- Work request
Write out the records below once more, exactly as they stand.

::: Record extracts :::

use super::{Rect, TLBR};
use crate::common::*;

/// Axis-aligned affine transform, `y' = y * sy + ty` and `x' = x * sx + tx`.
#[derive(Debug, Clone, PartialEq, Eq, Hash)]
pub struct Transform<T> {
    pub sy: T,
    pub sx: T,
    pub ty: T,
    pub tx: T,
}

impl<T> Transform<T>
where
    T: Copy + Num + PartialOrd,
{
    /// The transform that maps `src` onto `tgt`.
    pub fn from_rects<R>(src: &R, tgt: &R) -> Self
    where
        R: Rect<Type = T>,
    {
        let sy = tgt.h() / src.h();
        let sx = tgt.w() / src.w();
        let ty = tgt.t() - src.t() * sy;
        let tx = tgt.l() - src.l() * sx;

        Self { sy, sx, ty, tx }
    }

    /// The transform that maps the window `[t, b] × [l, r]` onto the unit square.
    pub fn to_unit(window: &TLBR<T>) -> Result<Self> {
        let zero = T::zero();
        let one = T::one();
        ensure!(
            window.h() > zero && window.w() > zero,
            "the window must have positive height and width"
        );
        let unit = TLBR {
            t: zero,
            l: zero,
            b: one,
            r: one,
        };
        Ok(Self::from_rects(window, &unit))
    }
}

impl<T> Mul<&TLBR<T>> for &Transform<T>
where
    T: Copy + Num,
{
    type Output = TLBR<T>;

    fn mul(self, rhs: &TLBR<T>) -> Self::Output {
        rhs.transform(self)
    }
}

:::

- Task response
use super::{Rect, TLBR};
use crate::common::*;

/// Axis-aligned affine transform, `y' = y * sy + ty` and `x' = x * sx + tx`.
#[derive(Debug, Clone, PartialEq, Eq, Hash)]
pub struct Transform<T> {
    pub sy: T,
    pub sx: T,
    pub ty: T,
    pub tx: T,
}

impl<T> Transform<T>
where
    T: Copy + Num + PartialOrd,
{
    /// The transform that maps `src` onto `tgt`.
    pub fn from_rects<R>(src: &R, tgt: &R) -> Self
    where
        R: Rect<Type = T>,
    {
        let sy = tgt.h() / src.h();
        let sx = tgt.w() / src.w();
        let ty = tgt.t() - src.t() * sy;
        let tx = tgt.l() - src.l() * sx;

        Self { sy, sx, ty, tx }
    }

    /// The transform that maps the window `[t, b] × [l, r]` onto the unit square.
    pub fn to_unit(window: &TLBR<T>) -> Result<Self> {
        let zero = T::zero();
        let one = T::one();
        ensure!(
            window.h() > zero && window.w() > zero,
            "the window must have positive height and width"
        );
        let unit = TLBR {
            t: zero,
            l: zero,
            b: one,
            r: one,
        };
        Ok(Self::from_rects(window, &unit))
    }
}

impl<T> Mul<&TLBR<T>> for &Transform<T>
where
    T: Copy + Num,
{
    type Output = TLBR<T>;

    fn mul(self, rhs: &TLBR<T>) -> Self::Output {
        rhs.transform(self)
    }
}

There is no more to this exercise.